===== The records =====

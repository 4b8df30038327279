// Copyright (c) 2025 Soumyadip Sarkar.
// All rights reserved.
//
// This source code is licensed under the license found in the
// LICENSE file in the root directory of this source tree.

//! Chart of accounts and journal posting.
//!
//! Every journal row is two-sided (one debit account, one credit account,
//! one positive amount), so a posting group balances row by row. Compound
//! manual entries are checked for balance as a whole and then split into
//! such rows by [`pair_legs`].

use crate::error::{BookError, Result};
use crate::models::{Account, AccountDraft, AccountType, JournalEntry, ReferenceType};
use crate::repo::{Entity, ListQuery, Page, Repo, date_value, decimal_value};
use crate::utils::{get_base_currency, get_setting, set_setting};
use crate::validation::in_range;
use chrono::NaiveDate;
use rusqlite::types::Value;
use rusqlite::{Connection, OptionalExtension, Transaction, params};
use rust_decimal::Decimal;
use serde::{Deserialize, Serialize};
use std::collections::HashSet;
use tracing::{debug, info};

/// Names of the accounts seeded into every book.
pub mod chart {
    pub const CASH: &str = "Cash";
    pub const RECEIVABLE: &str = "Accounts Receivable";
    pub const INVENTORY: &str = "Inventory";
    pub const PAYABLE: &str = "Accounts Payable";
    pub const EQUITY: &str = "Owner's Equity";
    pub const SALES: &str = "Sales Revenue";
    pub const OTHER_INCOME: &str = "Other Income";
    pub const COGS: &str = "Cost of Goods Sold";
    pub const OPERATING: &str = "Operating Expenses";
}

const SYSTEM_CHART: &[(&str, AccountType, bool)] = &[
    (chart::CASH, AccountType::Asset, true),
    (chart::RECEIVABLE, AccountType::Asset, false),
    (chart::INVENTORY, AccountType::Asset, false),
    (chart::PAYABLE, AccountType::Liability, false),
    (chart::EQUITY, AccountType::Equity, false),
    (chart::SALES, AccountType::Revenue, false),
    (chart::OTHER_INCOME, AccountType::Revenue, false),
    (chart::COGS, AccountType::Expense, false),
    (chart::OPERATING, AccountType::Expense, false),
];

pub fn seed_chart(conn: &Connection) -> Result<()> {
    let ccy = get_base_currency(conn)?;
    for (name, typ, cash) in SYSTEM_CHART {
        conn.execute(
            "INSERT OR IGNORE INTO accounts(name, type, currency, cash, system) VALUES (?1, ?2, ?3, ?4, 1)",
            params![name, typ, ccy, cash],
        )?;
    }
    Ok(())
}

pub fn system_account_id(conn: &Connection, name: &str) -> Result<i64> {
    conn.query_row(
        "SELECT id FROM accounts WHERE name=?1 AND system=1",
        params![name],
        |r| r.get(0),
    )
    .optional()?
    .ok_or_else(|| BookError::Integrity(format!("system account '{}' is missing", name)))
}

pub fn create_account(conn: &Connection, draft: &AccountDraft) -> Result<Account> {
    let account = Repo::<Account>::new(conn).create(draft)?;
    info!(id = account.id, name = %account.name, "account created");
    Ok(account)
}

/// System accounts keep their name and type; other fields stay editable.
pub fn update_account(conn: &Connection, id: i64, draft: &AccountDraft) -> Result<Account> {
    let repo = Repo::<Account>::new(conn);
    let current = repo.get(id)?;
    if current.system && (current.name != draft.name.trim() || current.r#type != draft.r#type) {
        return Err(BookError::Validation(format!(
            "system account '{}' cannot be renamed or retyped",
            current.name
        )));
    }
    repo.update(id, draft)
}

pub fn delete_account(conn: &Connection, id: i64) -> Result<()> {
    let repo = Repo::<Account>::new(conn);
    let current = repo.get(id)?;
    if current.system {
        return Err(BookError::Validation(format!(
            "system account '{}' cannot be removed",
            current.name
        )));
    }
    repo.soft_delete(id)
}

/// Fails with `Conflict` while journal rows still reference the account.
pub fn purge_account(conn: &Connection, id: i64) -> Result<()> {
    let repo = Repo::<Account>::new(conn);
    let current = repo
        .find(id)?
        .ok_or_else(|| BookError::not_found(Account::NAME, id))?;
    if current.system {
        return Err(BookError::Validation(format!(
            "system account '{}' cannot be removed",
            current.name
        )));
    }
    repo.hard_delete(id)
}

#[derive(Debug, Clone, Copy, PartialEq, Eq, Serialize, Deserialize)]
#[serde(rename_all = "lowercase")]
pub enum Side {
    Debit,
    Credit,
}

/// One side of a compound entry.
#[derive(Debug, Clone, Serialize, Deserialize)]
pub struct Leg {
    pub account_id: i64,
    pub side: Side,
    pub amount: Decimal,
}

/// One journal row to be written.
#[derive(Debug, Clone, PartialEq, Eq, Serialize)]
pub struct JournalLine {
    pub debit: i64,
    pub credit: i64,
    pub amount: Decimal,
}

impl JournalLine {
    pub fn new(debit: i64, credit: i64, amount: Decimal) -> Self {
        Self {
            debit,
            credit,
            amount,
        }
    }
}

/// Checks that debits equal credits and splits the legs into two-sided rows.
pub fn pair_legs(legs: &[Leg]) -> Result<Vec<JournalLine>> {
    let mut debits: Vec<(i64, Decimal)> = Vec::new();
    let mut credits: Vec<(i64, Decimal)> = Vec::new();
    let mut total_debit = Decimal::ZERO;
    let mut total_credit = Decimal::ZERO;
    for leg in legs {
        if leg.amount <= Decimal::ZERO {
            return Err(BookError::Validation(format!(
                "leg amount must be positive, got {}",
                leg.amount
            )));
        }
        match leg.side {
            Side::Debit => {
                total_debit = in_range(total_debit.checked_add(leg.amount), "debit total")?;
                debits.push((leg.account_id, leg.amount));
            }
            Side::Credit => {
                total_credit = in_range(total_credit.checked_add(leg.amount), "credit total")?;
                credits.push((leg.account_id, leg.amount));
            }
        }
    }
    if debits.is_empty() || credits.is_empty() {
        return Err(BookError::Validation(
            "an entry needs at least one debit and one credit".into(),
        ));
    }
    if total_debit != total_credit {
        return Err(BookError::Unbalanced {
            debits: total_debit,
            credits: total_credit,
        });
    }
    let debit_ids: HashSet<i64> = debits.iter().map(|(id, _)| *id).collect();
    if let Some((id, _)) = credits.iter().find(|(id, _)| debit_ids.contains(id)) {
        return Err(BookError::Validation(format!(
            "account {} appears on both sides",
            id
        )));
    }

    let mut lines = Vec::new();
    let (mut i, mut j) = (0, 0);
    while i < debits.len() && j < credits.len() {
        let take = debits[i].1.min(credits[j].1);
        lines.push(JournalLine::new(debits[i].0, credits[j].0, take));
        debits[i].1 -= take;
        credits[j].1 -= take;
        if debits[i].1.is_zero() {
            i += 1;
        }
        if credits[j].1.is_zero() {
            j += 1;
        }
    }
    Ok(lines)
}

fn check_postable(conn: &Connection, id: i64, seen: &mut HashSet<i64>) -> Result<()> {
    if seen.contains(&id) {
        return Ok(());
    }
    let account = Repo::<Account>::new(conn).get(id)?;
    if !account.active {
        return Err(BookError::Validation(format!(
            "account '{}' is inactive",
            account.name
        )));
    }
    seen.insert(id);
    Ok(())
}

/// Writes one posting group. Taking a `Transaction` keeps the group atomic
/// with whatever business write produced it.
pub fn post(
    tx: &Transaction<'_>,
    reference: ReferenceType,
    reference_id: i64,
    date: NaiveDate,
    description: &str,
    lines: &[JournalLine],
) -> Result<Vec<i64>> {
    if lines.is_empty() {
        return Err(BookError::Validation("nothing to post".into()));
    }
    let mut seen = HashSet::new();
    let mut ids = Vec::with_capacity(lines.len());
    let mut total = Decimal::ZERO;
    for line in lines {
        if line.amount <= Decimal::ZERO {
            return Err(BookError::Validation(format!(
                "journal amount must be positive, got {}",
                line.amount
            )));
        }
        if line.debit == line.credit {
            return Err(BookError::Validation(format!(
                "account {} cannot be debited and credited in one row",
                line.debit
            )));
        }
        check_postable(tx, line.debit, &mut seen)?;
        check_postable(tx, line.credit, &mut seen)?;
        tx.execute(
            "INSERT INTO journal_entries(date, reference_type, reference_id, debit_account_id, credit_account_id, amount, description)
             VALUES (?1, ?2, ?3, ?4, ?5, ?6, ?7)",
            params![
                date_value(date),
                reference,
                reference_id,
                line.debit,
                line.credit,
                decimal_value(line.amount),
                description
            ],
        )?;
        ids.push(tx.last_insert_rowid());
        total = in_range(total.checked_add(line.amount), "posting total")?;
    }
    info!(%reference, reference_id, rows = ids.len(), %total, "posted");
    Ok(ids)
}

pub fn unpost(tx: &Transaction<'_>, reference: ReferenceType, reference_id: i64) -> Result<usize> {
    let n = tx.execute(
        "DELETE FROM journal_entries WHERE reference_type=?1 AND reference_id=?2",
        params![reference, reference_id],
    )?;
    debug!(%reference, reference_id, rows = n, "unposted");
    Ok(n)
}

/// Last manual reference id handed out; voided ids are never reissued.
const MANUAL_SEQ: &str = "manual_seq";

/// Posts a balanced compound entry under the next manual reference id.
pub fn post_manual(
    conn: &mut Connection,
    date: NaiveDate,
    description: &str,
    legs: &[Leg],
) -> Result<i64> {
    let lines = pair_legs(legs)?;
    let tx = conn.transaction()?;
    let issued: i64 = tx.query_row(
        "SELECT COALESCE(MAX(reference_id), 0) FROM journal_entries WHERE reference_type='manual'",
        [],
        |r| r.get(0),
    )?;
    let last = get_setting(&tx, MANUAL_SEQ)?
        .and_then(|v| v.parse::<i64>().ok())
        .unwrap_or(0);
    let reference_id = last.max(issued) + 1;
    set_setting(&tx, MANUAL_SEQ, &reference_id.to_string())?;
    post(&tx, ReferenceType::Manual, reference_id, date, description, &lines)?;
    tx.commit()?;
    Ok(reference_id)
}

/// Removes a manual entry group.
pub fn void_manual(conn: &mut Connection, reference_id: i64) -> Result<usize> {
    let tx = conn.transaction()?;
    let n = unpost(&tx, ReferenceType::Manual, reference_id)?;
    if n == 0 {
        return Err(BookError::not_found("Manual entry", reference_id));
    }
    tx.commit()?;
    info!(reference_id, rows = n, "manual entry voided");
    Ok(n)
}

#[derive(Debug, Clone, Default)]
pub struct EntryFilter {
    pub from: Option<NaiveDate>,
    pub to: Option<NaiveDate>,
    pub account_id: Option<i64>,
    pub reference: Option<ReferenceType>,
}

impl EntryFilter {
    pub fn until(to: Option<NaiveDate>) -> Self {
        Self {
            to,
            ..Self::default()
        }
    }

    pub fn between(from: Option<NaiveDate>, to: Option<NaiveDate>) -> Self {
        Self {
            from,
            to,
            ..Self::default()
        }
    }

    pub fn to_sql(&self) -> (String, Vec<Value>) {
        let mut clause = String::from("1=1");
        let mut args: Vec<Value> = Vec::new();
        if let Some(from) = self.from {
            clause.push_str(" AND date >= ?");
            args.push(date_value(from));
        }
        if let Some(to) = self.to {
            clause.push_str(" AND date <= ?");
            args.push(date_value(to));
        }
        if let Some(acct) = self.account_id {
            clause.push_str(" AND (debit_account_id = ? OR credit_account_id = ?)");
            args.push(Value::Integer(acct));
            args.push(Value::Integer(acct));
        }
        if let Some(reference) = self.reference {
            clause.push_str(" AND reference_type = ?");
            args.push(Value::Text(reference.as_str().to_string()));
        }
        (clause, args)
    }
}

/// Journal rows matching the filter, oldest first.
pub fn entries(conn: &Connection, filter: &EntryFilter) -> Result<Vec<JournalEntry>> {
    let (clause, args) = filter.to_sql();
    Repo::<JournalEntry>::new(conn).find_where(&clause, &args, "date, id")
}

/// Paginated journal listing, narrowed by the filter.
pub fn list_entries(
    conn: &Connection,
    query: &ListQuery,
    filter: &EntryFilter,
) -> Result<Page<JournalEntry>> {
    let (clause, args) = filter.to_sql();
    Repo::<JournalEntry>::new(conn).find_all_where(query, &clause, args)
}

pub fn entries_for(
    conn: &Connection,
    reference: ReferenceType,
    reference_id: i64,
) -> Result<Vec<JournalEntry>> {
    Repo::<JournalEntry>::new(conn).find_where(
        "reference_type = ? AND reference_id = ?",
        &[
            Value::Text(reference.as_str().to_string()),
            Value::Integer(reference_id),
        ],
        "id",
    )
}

=====
===== The records =====

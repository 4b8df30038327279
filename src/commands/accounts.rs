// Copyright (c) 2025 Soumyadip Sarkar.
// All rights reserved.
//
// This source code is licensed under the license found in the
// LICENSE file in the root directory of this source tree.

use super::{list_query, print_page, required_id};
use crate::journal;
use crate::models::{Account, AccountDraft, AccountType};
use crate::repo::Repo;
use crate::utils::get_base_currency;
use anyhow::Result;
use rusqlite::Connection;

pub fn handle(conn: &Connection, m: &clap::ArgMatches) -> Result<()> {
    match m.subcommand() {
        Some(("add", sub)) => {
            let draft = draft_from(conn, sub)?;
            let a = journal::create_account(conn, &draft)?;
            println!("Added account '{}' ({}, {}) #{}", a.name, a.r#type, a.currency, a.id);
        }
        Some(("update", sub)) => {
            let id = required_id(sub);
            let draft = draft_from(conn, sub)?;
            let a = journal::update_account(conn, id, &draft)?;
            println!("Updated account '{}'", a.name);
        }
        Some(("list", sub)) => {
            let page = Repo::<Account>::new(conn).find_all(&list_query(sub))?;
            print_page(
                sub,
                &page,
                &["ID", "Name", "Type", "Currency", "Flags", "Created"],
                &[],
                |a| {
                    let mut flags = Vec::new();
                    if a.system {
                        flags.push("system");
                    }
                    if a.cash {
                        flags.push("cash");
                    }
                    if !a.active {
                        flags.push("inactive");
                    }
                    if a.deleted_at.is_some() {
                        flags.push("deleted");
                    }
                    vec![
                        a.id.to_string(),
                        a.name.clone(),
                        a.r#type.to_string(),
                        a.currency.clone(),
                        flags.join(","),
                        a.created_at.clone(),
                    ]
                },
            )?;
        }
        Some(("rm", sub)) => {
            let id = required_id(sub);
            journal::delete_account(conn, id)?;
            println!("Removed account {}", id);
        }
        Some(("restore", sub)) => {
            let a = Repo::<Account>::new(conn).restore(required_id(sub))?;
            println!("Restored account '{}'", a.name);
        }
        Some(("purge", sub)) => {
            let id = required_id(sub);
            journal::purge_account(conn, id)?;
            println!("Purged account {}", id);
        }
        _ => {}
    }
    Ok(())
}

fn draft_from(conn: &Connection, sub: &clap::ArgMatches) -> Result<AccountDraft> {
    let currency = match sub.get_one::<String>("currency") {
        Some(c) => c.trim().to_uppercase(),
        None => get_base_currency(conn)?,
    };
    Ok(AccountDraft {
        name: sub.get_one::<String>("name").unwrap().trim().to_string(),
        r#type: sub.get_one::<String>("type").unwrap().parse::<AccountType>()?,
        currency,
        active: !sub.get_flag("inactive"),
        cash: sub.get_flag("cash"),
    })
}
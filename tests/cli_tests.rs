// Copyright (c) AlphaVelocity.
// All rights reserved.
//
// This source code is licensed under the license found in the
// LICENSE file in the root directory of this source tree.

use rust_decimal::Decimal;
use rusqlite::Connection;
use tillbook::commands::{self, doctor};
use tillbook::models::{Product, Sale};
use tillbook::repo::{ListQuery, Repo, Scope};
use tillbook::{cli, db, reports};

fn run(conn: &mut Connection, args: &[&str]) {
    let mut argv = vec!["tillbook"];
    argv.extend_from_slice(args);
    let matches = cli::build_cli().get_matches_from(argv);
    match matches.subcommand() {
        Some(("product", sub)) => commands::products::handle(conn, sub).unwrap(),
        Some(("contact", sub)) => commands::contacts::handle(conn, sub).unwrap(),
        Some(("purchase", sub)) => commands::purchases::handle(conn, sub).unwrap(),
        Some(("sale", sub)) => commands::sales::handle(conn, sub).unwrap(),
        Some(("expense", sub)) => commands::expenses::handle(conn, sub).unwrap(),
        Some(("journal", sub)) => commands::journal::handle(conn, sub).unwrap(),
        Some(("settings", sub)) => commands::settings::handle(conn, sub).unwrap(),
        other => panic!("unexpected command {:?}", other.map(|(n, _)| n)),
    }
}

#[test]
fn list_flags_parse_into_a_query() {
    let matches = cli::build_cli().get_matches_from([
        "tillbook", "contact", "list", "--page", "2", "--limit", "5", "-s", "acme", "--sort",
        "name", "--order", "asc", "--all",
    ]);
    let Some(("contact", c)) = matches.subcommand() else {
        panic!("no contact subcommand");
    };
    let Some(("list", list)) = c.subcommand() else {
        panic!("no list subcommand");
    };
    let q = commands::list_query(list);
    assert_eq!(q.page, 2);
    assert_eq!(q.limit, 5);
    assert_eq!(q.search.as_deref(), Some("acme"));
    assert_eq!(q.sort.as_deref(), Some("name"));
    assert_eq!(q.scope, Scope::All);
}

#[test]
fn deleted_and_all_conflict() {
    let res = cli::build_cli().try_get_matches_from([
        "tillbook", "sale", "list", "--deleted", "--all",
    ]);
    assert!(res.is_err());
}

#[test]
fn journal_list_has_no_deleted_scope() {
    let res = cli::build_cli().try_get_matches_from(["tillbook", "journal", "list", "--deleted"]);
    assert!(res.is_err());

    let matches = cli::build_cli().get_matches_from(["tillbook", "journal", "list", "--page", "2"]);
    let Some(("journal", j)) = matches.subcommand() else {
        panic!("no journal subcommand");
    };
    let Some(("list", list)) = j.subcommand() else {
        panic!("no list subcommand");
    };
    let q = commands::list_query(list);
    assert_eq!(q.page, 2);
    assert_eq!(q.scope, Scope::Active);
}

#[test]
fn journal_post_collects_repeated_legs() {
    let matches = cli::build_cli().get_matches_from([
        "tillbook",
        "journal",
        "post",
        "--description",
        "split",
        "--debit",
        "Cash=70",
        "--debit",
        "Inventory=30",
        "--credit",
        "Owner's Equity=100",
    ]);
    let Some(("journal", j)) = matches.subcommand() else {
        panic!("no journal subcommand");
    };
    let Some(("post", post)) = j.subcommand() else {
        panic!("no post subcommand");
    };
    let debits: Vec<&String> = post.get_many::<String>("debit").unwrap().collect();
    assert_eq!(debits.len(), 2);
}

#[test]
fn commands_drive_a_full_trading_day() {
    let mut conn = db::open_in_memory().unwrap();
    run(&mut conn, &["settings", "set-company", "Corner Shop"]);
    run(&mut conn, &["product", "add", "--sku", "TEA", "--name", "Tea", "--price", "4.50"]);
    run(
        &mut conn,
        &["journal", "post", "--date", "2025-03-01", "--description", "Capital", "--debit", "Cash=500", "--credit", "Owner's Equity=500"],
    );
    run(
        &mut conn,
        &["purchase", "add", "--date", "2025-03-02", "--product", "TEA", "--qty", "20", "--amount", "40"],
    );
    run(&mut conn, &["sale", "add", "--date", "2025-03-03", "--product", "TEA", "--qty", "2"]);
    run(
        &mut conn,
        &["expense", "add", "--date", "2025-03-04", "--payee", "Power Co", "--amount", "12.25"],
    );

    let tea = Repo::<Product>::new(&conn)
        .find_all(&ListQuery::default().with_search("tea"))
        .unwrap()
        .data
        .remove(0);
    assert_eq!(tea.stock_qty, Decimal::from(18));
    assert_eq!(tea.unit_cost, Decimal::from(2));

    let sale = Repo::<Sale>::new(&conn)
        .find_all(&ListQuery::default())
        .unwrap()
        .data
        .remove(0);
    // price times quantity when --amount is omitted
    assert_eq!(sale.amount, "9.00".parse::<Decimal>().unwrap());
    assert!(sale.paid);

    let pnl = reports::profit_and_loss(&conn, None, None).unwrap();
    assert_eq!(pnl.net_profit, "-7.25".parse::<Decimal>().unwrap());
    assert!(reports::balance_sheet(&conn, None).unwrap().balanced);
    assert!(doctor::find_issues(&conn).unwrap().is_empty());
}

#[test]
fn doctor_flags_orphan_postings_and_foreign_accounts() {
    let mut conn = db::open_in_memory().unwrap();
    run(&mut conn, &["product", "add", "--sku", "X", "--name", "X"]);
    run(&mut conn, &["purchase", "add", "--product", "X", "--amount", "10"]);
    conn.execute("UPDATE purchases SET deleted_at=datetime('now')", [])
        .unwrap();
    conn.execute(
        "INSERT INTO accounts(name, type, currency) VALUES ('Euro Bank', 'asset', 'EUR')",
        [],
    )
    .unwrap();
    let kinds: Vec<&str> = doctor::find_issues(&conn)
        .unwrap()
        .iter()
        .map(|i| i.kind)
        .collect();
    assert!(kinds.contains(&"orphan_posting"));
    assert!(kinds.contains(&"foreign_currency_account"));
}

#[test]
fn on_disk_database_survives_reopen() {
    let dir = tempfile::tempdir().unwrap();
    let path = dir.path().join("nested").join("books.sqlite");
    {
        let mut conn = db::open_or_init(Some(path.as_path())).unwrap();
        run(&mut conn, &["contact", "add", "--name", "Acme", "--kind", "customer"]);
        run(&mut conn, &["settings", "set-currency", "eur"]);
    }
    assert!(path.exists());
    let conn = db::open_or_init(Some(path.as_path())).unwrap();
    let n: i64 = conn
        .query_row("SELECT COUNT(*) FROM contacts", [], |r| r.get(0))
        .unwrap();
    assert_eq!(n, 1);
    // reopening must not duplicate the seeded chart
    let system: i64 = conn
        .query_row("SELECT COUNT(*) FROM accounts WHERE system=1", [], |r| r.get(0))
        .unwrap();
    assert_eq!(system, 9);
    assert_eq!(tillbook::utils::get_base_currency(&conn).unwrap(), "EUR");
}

=====
===== The records =====

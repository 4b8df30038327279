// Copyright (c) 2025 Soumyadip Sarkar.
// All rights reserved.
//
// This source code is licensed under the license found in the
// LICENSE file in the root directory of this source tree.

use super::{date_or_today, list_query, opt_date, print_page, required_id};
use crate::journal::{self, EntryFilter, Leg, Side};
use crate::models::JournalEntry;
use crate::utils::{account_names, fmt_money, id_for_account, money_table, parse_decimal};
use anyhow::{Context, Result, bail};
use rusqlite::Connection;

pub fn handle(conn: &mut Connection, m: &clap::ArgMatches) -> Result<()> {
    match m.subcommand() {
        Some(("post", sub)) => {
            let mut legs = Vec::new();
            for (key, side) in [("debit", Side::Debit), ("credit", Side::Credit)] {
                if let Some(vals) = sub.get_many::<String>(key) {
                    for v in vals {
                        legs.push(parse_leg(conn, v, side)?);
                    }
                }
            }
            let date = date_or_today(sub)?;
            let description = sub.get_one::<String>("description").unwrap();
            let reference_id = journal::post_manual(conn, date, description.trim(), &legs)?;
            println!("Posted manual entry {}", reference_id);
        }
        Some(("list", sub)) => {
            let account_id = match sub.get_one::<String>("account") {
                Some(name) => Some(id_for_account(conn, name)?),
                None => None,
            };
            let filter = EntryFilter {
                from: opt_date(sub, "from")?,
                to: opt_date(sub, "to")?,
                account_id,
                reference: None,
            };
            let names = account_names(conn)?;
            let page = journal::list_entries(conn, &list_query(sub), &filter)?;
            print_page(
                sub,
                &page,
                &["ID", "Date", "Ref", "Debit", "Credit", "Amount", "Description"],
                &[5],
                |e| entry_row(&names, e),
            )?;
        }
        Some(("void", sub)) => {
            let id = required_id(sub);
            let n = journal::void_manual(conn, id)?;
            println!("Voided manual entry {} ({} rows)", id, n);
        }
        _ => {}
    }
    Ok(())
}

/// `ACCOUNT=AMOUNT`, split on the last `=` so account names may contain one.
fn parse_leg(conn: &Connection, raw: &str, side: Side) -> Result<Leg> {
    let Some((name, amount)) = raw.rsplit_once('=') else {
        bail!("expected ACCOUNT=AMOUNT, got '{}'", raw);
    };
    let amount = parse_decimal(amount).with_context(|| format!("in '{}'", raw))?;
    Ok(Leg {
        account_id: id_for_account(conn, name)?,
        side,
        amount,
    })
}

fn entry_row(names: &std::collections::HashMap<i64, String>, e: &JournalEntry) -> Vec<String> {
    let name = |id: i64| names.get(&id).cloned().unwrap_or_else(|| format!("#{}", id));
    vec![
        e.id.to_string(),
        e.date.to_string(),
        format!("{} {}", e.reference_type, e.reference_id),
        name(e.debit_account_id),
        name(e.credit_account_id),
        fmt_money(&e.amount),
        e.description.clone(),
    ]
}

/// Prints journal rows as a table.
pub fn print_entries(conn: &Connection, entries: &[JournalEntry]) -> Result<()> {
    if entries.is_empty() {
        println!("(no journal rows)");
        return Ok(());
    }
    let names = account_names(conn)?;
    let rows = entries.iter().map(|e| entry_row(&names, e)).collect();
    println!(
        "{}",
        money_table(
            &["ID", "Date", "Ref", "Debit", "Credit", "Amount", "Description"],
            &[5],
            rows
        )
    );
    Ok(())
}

=====

→ Assignment
Which lines hold the word "vals"? Return all of them from the records above.

→ Reply to the task
                if let Some(vals) = sub.get_many::<String>(key) {
                    for v in vals {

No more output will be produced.